VANCOUVER — The pregnancy test came back negative, so the couple from Victoria dismissed the rumblings inside Ada Guan's stomach as a blip.
On a flight from Calgary to Tokyo just three weeks later, that blip revealed itself to be a baby bump when the 23-year-old went into labour high above the Pacific Ocean.
A healthy girl was born this weekend to the surprise and jubilation of her unsuspecting first-time parents — and a planeload of passengers aboard an Air Canada flight.
"Had she known she was in her third trimester, she definitely would not have gotten on that plane," said new grandmother Sandra Branch, from her home in Penticton, B.C.
"They were all excited about going and touring Japan, and then this pops out."
Appropriately, baby Chloe Grace arrived on Mother's Day.

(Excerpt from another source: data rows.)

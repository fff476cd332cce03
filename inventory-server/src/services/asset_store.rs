//! Asset Store
//!
//! Persists uploaded item thumbnails under `<static_dir>/thumbnails` with
//! generated, collision-free names and removes them again when an item's
//! image is replaced or the item is deleted.

use image::ImageFormat;
use shared::error::{AppError, ErrorCode};
use std::path::{Component, Path, PathBuf};
use thiserror::Error;
use tokio::io::AsyncWriteExt;
use uuid::Uuid;

/// Accepted upload extensions
pub const SUPPORTED_FORMATS: &[&str] = &["png", "jpg", "jpeg", "gif", "webm"];

/// Public URL prefix of stored thumbnails
pub const PUBLIC_PREFIX: &str = "/static/thumbnails/";

/// EBML header every WebM file starts with
const WEBM_MAGIC: [u8; 4] = [0x1A, 0x45, 0xDF, 0xA3];

#[derive(Debug, Error)]
pub enum AssetError {
    #[error("Empty file provided")]
    Empty,

    #[error("File too large ({size} bytes). Maximum size is {max} bytes")]
    TooLarge { size: usize, max: usize },

    #[error("Unsupported file format '{0}'. Supported: png, jpg, jpeg, gif, webm")]
    UnsupportedFormat(String),

    #[error("File content does not match its .{0} extension")]
    ContentMismatch(String),

    #[error("Failed to write asset: {0}")]
    Io(#[from] std::io::Error),
}

impl From<AssetError> for AppError {
    fn from(err: AssetError) -> Self {
        match err {
            AssetError::Empty => AppError::with_message(ErrorCode::EmptyFile, err.to_string()),
            AssetError::TooLarge { size, max } => {
                AppError::with_message(ErrorCode::FileTooLarge, err.to_string())
                    .with_detail("size", size)
                    .with_detail("max", max)
            }
            AssetError::UnsupportedFormat(ref ext) => {
                AppError::with_message(ErrorCode::UnsupportedFileFormat, err.to_string())
                    .with_detail("extension", ext.clone())
            }
            AssetError::ContentMismatch(_) => {
                AppError::with_message(ErrorCode::InvalidImageFile, err.to_string())
            }
            AssetError::Io(e) => {
                tracing::error!(error = %e, "Asset write failed");
                AppError::new(ErrorCode::FileStorageFailed)
            }
        }
    }
}

#[derive(Debug, Clone)]
pub struct AssetStore {
    thumbnails_dir: PathBuf,
    max_bytes: usize,
}

impl AssetStore {
    pub fn new(thumbnails_dir: impl Into<PathBuf>, max_bytes: usize) -> Self {
        Self {
            thumbnails_dir: thumbnails_dir.into(),
            max_bytes,
        }
    }

    pub fn thumbnails_dir(&self) -> &Path {
        &self.thumbnails_dir
    }

    /// Validate and persist an upload, returning its public path
    ///
    /// Files are opened with create-new so two uploads can never overwrite
    /// each other even if a generated name were to repeat.
    pub async fn store(&self, data: &[u8], original_filename: &str) -> Result<String, AssetError> {
        let ext = self.validate(data, original_filename)?;

        tokio::fs::create_dir_all(&self.thumbnails_dir).await?;

        let filename = format!(
            "{}_{}.{}",
            chrono::Local::now().format("%Y%m%d_%H%M%S"),
            Uuid::new_v4().simple(),
            ext
        );
        let path = self.thumbnails_dir.join(&filename);

        let mut file = tokio::fs::OpenOptions::new()
            .write(true)
            .create_new(true)
            .open(&path)
            .await?;
        if let Err(e) = write_all(&mut file, data).await {
            drop(file);
            let _ = tokio::fs::remove_file(&path).await;
            return Err(e.into());
        }

        tracing::info!(
            file = %filename,
            original = %original_filename,
            size = data.len(),
            "Asset stored"
        );
        Ok(format!("{PUBLIC_PREFIX}{filename}"))
    }

    /// Remove a stored asset
    ///
    /// Missing files are ignored. Failures are logged and swallowed so a
    /// committed catalog change is never undone by cleanup.
    pub async fn delete(&self, asset_path: &str) {
        let Some(path) = self.resolve(asset_path) else {
            tracing::warn!(path = %asset_path, "Refusing to delete asset outside thumbnails directory");
            return;
        };

        match tokio::fs::remove_file(&path).await {
            Ok(()) => tracing::info!(path = %asset_path, "Asset deleted"),
            Err(e) if e.kind() == std::io::ErrorKind::NotFound => {
                tracing::debug!(path = %asset_path, "Asset already gone");
            }
            Err(e) => tracing::warn!(path = %asset_path, error = %e, "Failed to delete asset"),
        }
    }

    /// Whether the file behind a public asset path is present on disk
    pub async fn exists(&self, asset_path: &str) -> bool {
        match self.resolve(asset_path) {
            Some(path) => tokio::fs::try_exists(&path).await.unwrap_or(false),
            None => false,
        }
    }

    /// Map a public path to a file directly inside the thumbnails directory
    fn resolve(&self, asset_path: &str) -> Option<PathBuf> {
        let name = asset_path.strip_prefix(PUBLIC_PREFIX)?;
        let mut components = Path::new(name).components();
        match (components.next(), components.next()) {
            (Some(Component::Normal(file)), None) if !name.contains('\\') => {
                Some(self.thumbnails_dir.join(file))
            }
            _ => None,
        }
    }

    /// Check size, extension and content; returns the lowercased extension
    fn validate(&self, data: &[u8], filename: &str) -> Result<String, AssetError> {
        if data.is_empty() {
            return Err(AssetError::Empty);
        }
        if data.len() > self.max_bytes {
            return Err(AssetError::TooLarge {
                size: data.len(),
                max: self.max_bytes,
            });
        }

        let ext = Path::new(filename)
            .extension()
            .and_then(|e| e.to_str())
            .map(str::to_lowercase)
            .unwrap_or_default();
        if !SUPPORTED_FORMATS.contains(&ext.as_str()) {
            return Err(AssetError::UnsupportedFormat(ext));
        }

        let matches = if ext == "webm" {
            data.starts_with(&WEBM_MAGIC)
        } else {
            match (image::guess_format(data), ImageFormat::from_extension(&ext)) {
                (Ok(actual), Some(claimed)) => actual == claimed,
                _ => false,
            }
        };
        if !matches {
            return Err(AssetError::ContentMismatch(ext));
        }

        Ok(ext)
    }
}

async fn write_all(file: &mut tokio::fs::File, data: &[u8]) -> std::io::Result<()> {
    file.write_all(data).await?;
    file.flush().await?;
    file.sync_all().await
}
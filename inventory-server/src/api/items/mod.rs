//! Item API 模块

mod handler;
pub mod payload;

use axum::{Router, routing::get};

use crate::core::ServerState;

pub fn router() -> Router<ServerState> {
    Router::new()
        .route("/api/items", get(handler::list).post(handler::create))
        .route(
            "/api/items/{id}",
            get(handler::get_by_id)
                .put(handler::update)
                .delete(handler::delete),
        )
}
//! Map Repository

use super::RepoResult;
use shared::models::{DEFAULT_BACKGROUND_COLOR, Map, MapCreate, MapUpdate};
use sqlx::{SqliteExecutor, SqlitePool};

pub async fn find_all(pool: &SqlitePool) -> RepoResult<Vec<Map>> {
    let maps = sqlx::query_as::<_, Map>(
        "SELECT id, name, svg_path, background_color FROM map ORDER BY id",
    )
    .fetch_all(pool)
    .await?;
    Ok(maps)
}

pub async fn find_by_id(db: impl SqliteExecutor<'_>, id: i64) -> RepoResult<Option<Map>> {
    let map = sqlx::query_as::<_, Map>(
        "SELECT id, name, svg_path, background_color FROM map WHERE id = ?",
    )
    .bind(id)
    .fetch_optional(db)
    .await?;
    Ok(map)
}

pub async fn exists(db: impl SqliteExecutor<'_>, id: i64) -> RepoResult<bool> {
    let found: Option<i64> = sqlx::query_scalar("SELECT id FROM map WHERE id = ?")
        .bind(id)
        .fetch_optional(db)
        .await?;
    Ok(found.is_some())
}

pub async fn count(db: impl SqliteExecutor<'_>) -> RepoResult<i64> {
    let count: i64 = sqlx::query_scalar("SELECT COUNT(*) FROM map")
        .fetch_one(db)
        .await?;
    Ok(count)
}

pub async fn create(db: impl SqliteExecutor<'_>, data: &MapCreate) -> RepoResult<Map> {
    let background = data
        .background_color
        .as_deref()
        .unwrap_or(DEFAULT_BACKGROUND_COLOR);
    let map = sqlx::query_as::<_, Map>(
        "INSERT INTO map (name, svg_path, background_color) VALUES (?, ?, ?) \
         RETURNING id, name, svg_path, background_color",
    )
    .bind(&data.name)
    .bind(&data.svg_path)
    .bind(background)
    .fetch_one(db)
    .await?;
    Ok(map)
}

/// Apply the `Some` fields of `data`; `None` when the map does not exist
pub async fn update(
    db: impl SqliteExecutor<'_>,
    id: i64,
    data: &MapUpdate,
) -> RepoResult<Option<Map>> {
    let map = sqlx::query_as::<_, Map>(
        "UPDATE map SET name = COALESCE(?1, name), svg_path = COALESCE(?2, svg_path), \
         background_color = COALESCE(?3, background_color) WHERE id = ?4 \
         RETURNING id, name, svg_path, background_color",
    )
    .bind(&data.name)
    .bind(&data.svg_path)
    .bind(&data.background_color)
    .bind(id)
    .fetch_optional(db)
    .await?;
    Ok(map)
}

pub async fn delete(db: impl SqliteExecutor<'_>, id: i64) -> RepoResult<bool> {
    let rows = sqlx::query("DELETE FROM map WHERE id = ?")
        .bind(id)
        .execute(db)
        .await?;
    Ok(rows.rows_affected() > 0)
}
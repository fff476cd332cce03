//! Services - catalog coordination, asset storage and provisioning

pub mod asset_store;
pub mod catalog;
pub mod provisioning;

pub use asset_store::{AssetError, AssetStore};
pub use catalog::{AssetReport, CatalogService, ImageUpload, MissingAsset};
pub use provisioning::provision_default_maps;
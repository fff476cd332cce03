//! Bulk ingestion API 模块

mod handler;

use axum::{Router, routing::post};

use crate::core::ServerState;

pub fn router() -> Router<ServerState> {
    Router::new().route("/api/bulk_items", post(handler::bulk_create))
}
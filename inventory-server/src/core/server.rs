//! Server Implementation
//!
//! HTTP 服务器启动和管理

use crate::core::{Config, Result, ServerState};
use crate::routes::build_app;

/// HTTP Server
pub struct Server {
    config: Config,
    state: Option<ServerState>,
}

impl Server {
    pub fn new(config: Config) -> Self {
        Self {
            config,
            state: None,
        }
    }

    /// Create server with an already initialized state
    pub fn with_state(config: Config, state: ServerState) -> Self {
        Self {
            config,
            state: Some(state),
        }
    }

    pub async fn run(&self) -> Result<()> {
        let state = match &self.state {
            Some(s) => s.clone(),
            None => ServerState::initialize(&self.config).await?,
        };

        let app = build_app(&state).with_state(state);

        let addr = std::net::SocketAddr::from(([0, 0, 0, 0], self.config.http_port));
        let listener = tokio::net::TcpListener::bind(addr).await?;
        tracing::info!("Inventory server listening on {}", addr);

        let shutdown = async {
            let _ = tokio::signal::ctrl_c().await;
            tracing::info!("Shutting down...");
        };

        axum::serve(listener, app)
            .with_graceful_shutdown(shutdown)
            .await?;

        Ok(())
    }
}
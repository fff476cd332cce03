//! Scoped substring search over item names and tags
//!
//! Matching runs in Rust over the rows of a single map. SQLite `LIKE` only
//! folds ASCII, so lowercasing here keeps "Schraubendreher" and
//! "SCHRAUBENDREHER" equivalent for non-ASCII letters too.

use shared::error::AppError;
use shared::models::Item;
use std::str::FromStr;

/// Which item fields the free-text query is matched against
#[derive(Debug, Clone, Copy, Default, PartialEq, Eq)]
pub enum SearchMode {
    Name,
    Tags,
    #[default]
    All,
}

impl FromStr for SearchMode {
    type Err = AppError;

    fn from_str(s: &str) -> Result<Self, Self::Err> {
        match s.trim().to_lowercase().as_str() {
            "name" => Ok(Self::Name),
            "tags" => Ok(Self::Tags),
            "all" | "" => Ok(Self::All),
            other => Err(AppError::validation(format!(
                "Unknown search type '{other}'. Expected one of: name, tags, all"
            ))
            .with_detail("field", "type")),
        }
    }
}

/// Normalized search request
#[derive(Debug, Clone, Default)]
pub struct SearchQuery {
    /// Lowercased free-text query, `None` when blank
    ///
    /// Surrounding whitespace is kept: `" saw"` only matches where a word
    /// starts with "saw".
    query: Option<String>,
    /// Lowercased tag fragments; an item needs any one of them
    tags: Vec<String>,
    mode: SearchMode,
}

impl SearchQuery {
    pub fn new(query: &str, tags: Option<&str>, mode: SearchMode) -> Self {
        Self {
            query: (!query.trim().is_empty()).then(|| query.to_lowercase()),
            tags: parse_tags(tags),
            mode,
        }
    }

    pub fn mode(&self) -> SearchMode {
        self.mode
    }

    pub fn tags(&self) -> &[String] {
        &self.tags
    }

    /// True when every item of the map matches
    pub fn is_unfiltered(&self) -> bool {
        self.query.is_none() && self.tags.is_empty()
    }

    pub fn matches(&self, item: &Item) -> bool {
        self.matches_query(item) && self.matches_tags(item)
    }

    /// Keep matching items, preserving their order
    pub fn filter(&self, items: Vec<Item>) -> Vec<Item> {
        if self.is_unfiltered() {
            return items;
        }
        items.into_iter().filter(|item| self.matches(item)).collect()
    }

    fn matches_query(&self, item: &Item) -> bool {
        let Some(query) = self.query.as_deref() else {
            return true;
        };
        let in_name = || item.name.to_lowercase().contains(query);
        let in_tags = || item.tags.to_lowercase().contains(query);
        match self.mode {
            SearchMode::Name => in_name(),
            SearchMode::Tags => in_tags(),
            SearchMode::All => in_name() || in_tags(),
        }
    }

    fn matches_tags(&self, item: &Item) -> bool {
        if self.tags.is_empty() {
            return true;
        }
        let tags = item.tags.to_lowercase();
        self.tags.iter().any(|fragment| tags.contains(fragment.as_str()))
    }
}

/// Split a comma separated tag filter, dropping blank fragments
pub fn parse_tags(raw: Option<&str>) -> Vec<String> {
    raw.map(|s| {
        s.split(',')
            .map(|t| t.trim().to_lowercase())
            .filter(|t| !t.is_empty())
            .collect()
    })
    .unwrap_or_default()
}
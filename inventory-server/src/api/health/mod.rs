//! 健康检查路由
//!
//! | 路径 | 方法 | 说明 |
//! |------|------|------|
//! | /health | GET | 简单健康检查 |

use axum::{Json, Router, routing::get};
use serde::Serialize;

use crate::core::ServerState;

pub fn router() -> Router<ServerState> {
    Router::new().route("/health", get(health))
}

#[derive(Debug, Serialize)]
pub struct HealthResponse {
    status: &'static str,
    service: &'static str,
    version: &'static str,
}

async fn health() -> Json<HealthResponse> {
    Json(HealthResponse {
        status: "ok",
        service: env!("CARGO_PKG_NAME"),
        version: env!("CARGO_PKG_VERSION"),
    })
}
//! Error types and API response structures

use super::codes::ErrorCode;
use http::StatusCode;
use serde::{Deserialize, Serialize};
use serde_json::Value;
use std::collections::HashMap;
use thiserror::Error;

/// Application error with structured error code and details
///
/// Every handler failure in the catalog service ends up here. The code drives
/// the HTTP status, the message is safe to show to clients, and `details`
/// carries optional structured context such as the offending field.
#[derive(Debug, Clone, Error)]
#[error("{message}")]
pub struct AppError {
    /// The error code identifying the type of error
    pub code: ErrorCode,
    /// Human-readable error message
    pub message: String,
    /// Optional additional details (field name, resource id, ...)
    pub details: Option<HashMap<String, Value>>,
}

impl AppError {
    /// Create a new error with the default message for the error code
    pub fn new(code: ErrorCode) -> Self {
        Self {
            message: code.message().to_string(),
            code,
            details: None,
        }
    }

    /// Create a new error with a custom message
    pub fn with_message(code: ErrorCode, message: impl Into<String>) -> Self {
        Self {
            code,
            message: message.into(),
            details: None,
        }
    }

    /// Add a detail entry to this error
    pub fn with_detail(mut self, key: impl Into<String>, value: impl Into<Value>) -> Self {
        self.details
            .get_or_insert_with(HashMap::new)
            .insert(key.into(), value.into());
        self
    }

    /// Get the HTTP status code for this error
    pub fn http_status(&self) -> StatusCode {
        self.code.http_status()
    }

    // ==================== Convenience constructors ====================

    /// Create a validation error
    pub fn validation(msg: impl Into<String>) -> Self {
        Self::with_message(ErrorCode::ValidationFailed, msg)
    }

    /// Create a required-field error naming the missing field
    pub fn required(field: &str) -> Self {
        Self::with_message(ErrorCode::RequiredField, format!("{field} is required"))
            .with_detail("field", field)
    }

    /// Create a not found error
    pub fn not_found(resource: impl Into<String>) -> Self {
        let r = resource.into();
        Self::with_message(ErrorCode::NotFound, format!("{} not found", r))
            .with_detail("resource", r)
    }

    /// Create a map-not-found error
    pub fn map_not_found(id: i64) -> Self {
        Self::with_message(ErrorCode::MapNotFound, format!("Map {id} not found"))
            .with_detail("map_id", id)
    }

    /// Create an item-not-found error
    pub fn item_not_found(id: i64) -> Self {
        Self::with_message(ErrorCode::ItemNotFound, format!("Item {id} not found"))
            .with_detail("item_id", id)
    }

    /// Create an invalid request error
    pub fn invalid_request(msg: impl Into<String>) -> Self {
        Self::with_message(ErrorCode::InvalidRequest, msg)
    }

    /// Create a conflict error
    pub fn conflict(msg: impl Into<String>) -> Self {
        Self::with_message(ErrorCode::AlreadyExists, msg)
    }

    /// Create an internal error
    pub fn internal(msg: impl Into<String>) -> Self {
        Self::with_message(ErrorCode::InternalError, msg)
    }

    /// Create a database error
    pub fn database(msg: impl Into<String>) -> Self {
        Self::with_message(ErrorCode::DatabaseError, msg)
    }
}

/// Unified API response structure
///
/// Error responses always use this envelope:
/// - `code`: Error code (0 for success)
/// - `message`: Human-readable message
/// - `data`: Response payload (on success)
/// - `details`: Additional error details (on failure)
#[derive(Debug, Clone, Serialize, Deserialize)]
pub struct ApiResponse<T> {
    /// Error code (0 for success, non-zero for errors)
    #[serde(skip_serializing_if = "Option::is_none")]
    pub code: Option<u16>,
    /// Human-readable message
    pub message: String,
    /// Response data (present on success)
    #[serde(skip_serializing_if = "Option::is_none")]
    pub data: Option<T>,
    /// Additional error details (present on failure)
    #[serde(skip_serializing_if = "Option::is_none")]
    pub details: Option<HashMap<String, Value>>,
}

impl<T> ApiResponse<T> {
    /// Create a success response with data
    pub fn success(data: T) -> Self {
        Self {
            code: Some(0),
            message: "OK".to_string(),
            data: Some(data),
            details: None,
        }
    }
}

impl ApiResponse<()> {
    /// Create an error response from an AppError
    pub fn error(err: &AppError) -> Self {
        Self {
            code: Some(err.code.code()),
            message: err.message.clone(),
            data: None,
            details: err.details.clone(),
        }
    }
}

/// Type alias for Result with AppError
pub type AppResult<T> = Result<T, AppError>;

// ===== Axum Integration =====

impl axum::response::IntoResponse for AppError {
    fn into_response(self) -> axum::response::Response {
        use axum::Json;

        let status = self.http_status();
        let body = ApiResponse::<()>::error(&self);

        if matches!(self.code.category(), super::category::ErrorCategory::System) {
            tracing::error!(
                code = %self.code,
                message = %self.message,
                "System error occurred"
            );
        }

        (status, Json(body)).into_response()
    }
}
//! 工具模块 - 日志与输入校验

pub mod logger;
pub mod validation;

// Re-export error types from shared
pub use shared::error::{ApiResponse, AppError, AppResult, ErrorCategory, ErrorCode};
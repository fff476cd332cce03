//! Default map provisioning
//!
//! A fresh catalog gets the two floor plans the workshop ships with. The
//! step is idempotent: if any map exists nothing is written.

use shared::models::{DEFAULT_BACKGROUND_COLOR, MapCreate};
use sqlx::SqlitePool;

use crate::db::begin_write;
use crate::db::repository::{RepoResult, map};

/// (name, svg_path) of the maps a fresh catalog starts with
pub const DEFAULT_MAPS: &[(&str, &str)] = &[
    ("iLab", "/static/maps/main.svg"),
    ("Closet", "/static/maps/closet.svg"),
];

/// Insert [`DEFAULT_MAPS`] when the map table is empty
///
/// Returns the number of maps inserted (0 when skipped).
pub async fn provision_default_maps(pool: &SqlitePool) -> RepoResult<usize> {
    let mut tx = begin_write(pool).await?;

    let existing = map::count(&mut *tx).await?;
    if existing > 0 {
        tracing::info!(existing, "Maps already present, skipping default map provisioning");
        return Ok(0);
    }

    for (name, svg_path) in DEFAULT_MAPS {
        let data = MapCreate {
            name: (*name).to_string(),
            svg_path: (*svg_path).to_string(),
            background_color: Some(DEFAULT_BACKGROUND_COLOR.to_string()),
        };
        map::create(&mut *tx, &data).await?;
    }
    tx.commit().await?;

    tracing::info!(count = DEFAULT_MAPS.len(), "Default maps provisioned");
    Ok(DEFAULT_MAPS.len())
}
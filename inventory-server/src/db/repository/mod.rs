//! Repository Module
//!
//! Plain async functions over SQLite. Single-statement functions accept any
//! [`sqlx::SqliteExecutor`] so they work on the pool and inside an open
//! transaction alike.

pub mod item;
pub mod map;

use shared::error::AppError;
use thiserror::Error;

/// Repository error types
#[derive(Debug, Error)]
pub enum RepoError {
    /// Foreign key or check constraint rejected the write
    #[error("Constraint violation: {0}")]
    Constraint(String),

    #[error("Database error: {0}")]
    Database(sqlx::Error),
}

impl From<sqlx::Error> for RepoError {
    fn from(err: sqlx::Error) -> Self {
        if let sqlx::Error::Database(db_err) = &err
            && (db_err.is_foreign_key_violation() || db_err.is_check_violation())
        {
            return RepoError::Constraint(db_err.message().to_string());
        }
        RepoError::Database(err)
    }
}

impl From<RepoError> for AppError {
    fn from(err: RepoError) -> Self {
        match err {
            RepoError::Constraint(msg) => {
                tracing::warn!(error = %msg, "Write rejected by database constraint");
                AppError::conflict("Write conflicts with existing catalog data")
            }
            RepoError::Database(e) => {
                tracing::error!(error = %e, "Repository database error");
                AppError::database("Database error")
            }
        }
    }
}

/// Result type for repository operations
pub type RepoResult<T> = Result<T, RepoError>;
mod logging;

pub use logging::logging_middleware;
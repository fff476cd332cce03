//! Request extractors whose rejections use the API error envelope

use axum::Json;
use axum::extract::{FromRequest, Request};
use serde::de::DeserializeOwned;
use shared::error::{AppError, ErrorCode};

/// JSON body extractor
///
/// Same as [`axum::Json`] but a malformed or missing body becomes a 400
/// [`AppError`] instead of axum's plain-text rejection.
#[derive(Debug, Clone, Copy, Default)]
pub struct JsonBody<T>(pub T);

impl<S, T> FromRequest<S> for JsonBody<T>
where
    T: DeserializeOwned,
    S: Send + Sync,
{
    type Rejection = AppError;

    async fn from_request(req: Request, state: &S) -> Result<Self, Self::Rejection> {
        match Json::<T>::from_request(req, state).await {
            Ok(Json(value)) => Ok(Self(value)),
            Err(rejection) => Err(AppError::with_message(
                ErrorCode::InvalidRequest,
                format!("Invalid JSON body: {}", rejection.body_text()),
            )),
        }
    }
}

/// Parse an optional query-string id, naming the field on failure
pub fn parse_id_param(value: Option<&str>, field: &str) -> Result<i64, AppError> {
    let raw = value
        .map(str::trim)
        .filter(|v| !v.is_empty())
        .ok_or_else(|| AppError::required(field))?;
    raw.parse::<i64>().map_err(|_| {
        AppError::with_message(ErrorCode::InvalidFormat, format!("{field} must be an integer"))
            .with_detail("field", field)
    })
}
use std::path::PathBuf;

/// Default asset size cap (5MB)
pub const DEFAULT_MAX_UPLOAD_BYTES: usize = 5 * 1024 * 1024;

/// 服务器配置
///
/// # 环境变量
///
/// | 环境变量 | 默认值 | 说明 |
/// |----------|--------|------|
/// | WORK_DIR | ./data | 数据库和日志目录 |
/// | DATABASE_PATH | <WORK_DIR>/inventory.db | SQLite 文件 |
/// | STATIC_DIR | ./static | 静态资源根目录 (maps/, thumbnails/) |
/// | HTTP_PORT | 5000 | HTTP 服务端口 |
/// | MAX_UPLOAD_BYTES | 5242880 | 上传图片大小上限 |
/// | PROVISION_DEFAULT_MAPS | true | 启动时写入默认地图 |
/// | LOG_LEVEL | info | 日志级别 (RUST_LOG 优先) |
/// | LOG_JSON | false (production 为 true) | JSON 控制台日志 |
/// | ENVIRONMENT | development | 运行环境 |
///
/// # 示例
///
/// ```ignore
/// STATIC_DIR=/srv/inventory/static HTTP_PORT=8080 cargo run
/// ```
#[derive(Debug, Clone)]
pub struct Config {
    /// 工作目录，存储数据库和日志
    pub work_dir: PathBuf,
    /// SQLite 数据库文件
    pub database_path: PathBuf,
    /// Public static root, served under `/static`
    pub static_dir: PathBuf,
    /// HTTP API 服务端口
    pub http_port: u16,
    /// Largest accepted asset upload in bytes
    pub max_upload_bytes: usize,
    /// Insert the default maps when the catalog is empty
    pub provision_default_maps: bool,
    pub log_level: String,
    pub log_json: bool,
    /// 运行环境: development | staging | production
    pub environment: String,
}

impl Config {
    /// 从环境变量加载配置
    ///
    /// 如果环境变量未设置，使用默认值
    pub fn from_env() -> Self {
        let work_dir: PathBuf = std::env::var("WORK_DIR")
            .unwrap_or_else(|_| "./data".into())
            .into();
        let database_path = std::env::var("DATABASE_PATH")
            .map(PathBuf::from)
            .unwrap_or_else(|_| work_dir.join("inventory.db"));
        let environment = std::env::var("ENVIRONMENT").unwrap_or_else(|_| "development".into());

        Self {
            database_path,
            static_dir: std::env::var("STATIC_DIR")
                .unwrap_or_else(|_| "./static".into())
                .into(),
            http_port: std::env::var("HTTP_PORT")
                .ok()
                .and_then(|p| p.parse().ok())
                .unwrap_or(5000),
            max_upload_bytes: std::env::var("MAX_UPLOAD_BYTES")
                .ok()
                .and_then(|v| v.parse().ok())
                .unwrap_or(DEFAULT_MAX_UPLOAD_BYTES),
            provision_default_maps: std::env::var("PROVISION_DEFAULT_MAPS")
                .ok()
                .and_then(|v| v.parse().ok())
                .unwrap_or(true),
            log_level: std::env::var("LOG_LEVEL").unwrap_or_else(|_| "info".into()),
            log_json: std::env::var("LOG_JSON")
                .ok()
                .and_then(|v| v.parse().ok())
                .unwrap_or(environment == "production"),
            work_dir,
            environment,
        }
    }

    /// 使用自定义目录覆盖部分配置
    ///
    /// 常用于测试场景
    pub fn with_overrides(work_dir: impl Into<PathBuf>, static_dir: impl Into<PathBuf>) -> Self {
        let mut config = Self::from_env();
        config.work_dir = work_dir.into();
        config.database_path = config.work_dir.join("inventory.db");
        config.static_dir = static_dir.into();
        config
    }

    /// Directory holding uploaded item thumbnails
    pub fn thumbnails_dir(&self) -> PathBuf {
        self.static_dir.join("thumbnails")
    }

    /// Directory holding map floor plans
    pub fn maps_dir(&self) -> PathBuf {
        self.static_dir.join("maps")
    }

    pub fn log_dir(&self) -> PathBuf {
        self.work_dir.join("logs")
    }
}

impl Default for Config {
    fn default() -> Self {
        Self::from_env()
    }
}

Her delivery prompted cheers and applause inside the soaring aircraft.
"Everybody was clapping," a brightly smiling woman told TV station FNN News in Japanese, as she disembarked at Narita Airport.
"The baby was so cute. A little girl with big eyes!"
Another passenger said that Guan, 23, was shuttled from economy to business class when she was suddenly struck by dreadful pains.
The flight crew paged for any physicians on board and found a volunteer who tended to Guan for about an hour. The plane landed 30 minutes early after gaining priority from traffic controllers.
Video footage shows air attendants pushing Guan off the plane on a stretcher, followed by her baseball cap-wearing boyfriend. Wesley Branch, 24, stops to wave while carrying the tot swaddled in a white blanket.
"She told me something fell out of me, and I lifted out her pants and I seen a head, and then I heard 'waaa,'" Branch later told Global News from Japan. "I'm like, 'Oh my God, I think we have a kid.'
"It was the biggest surprise of my life."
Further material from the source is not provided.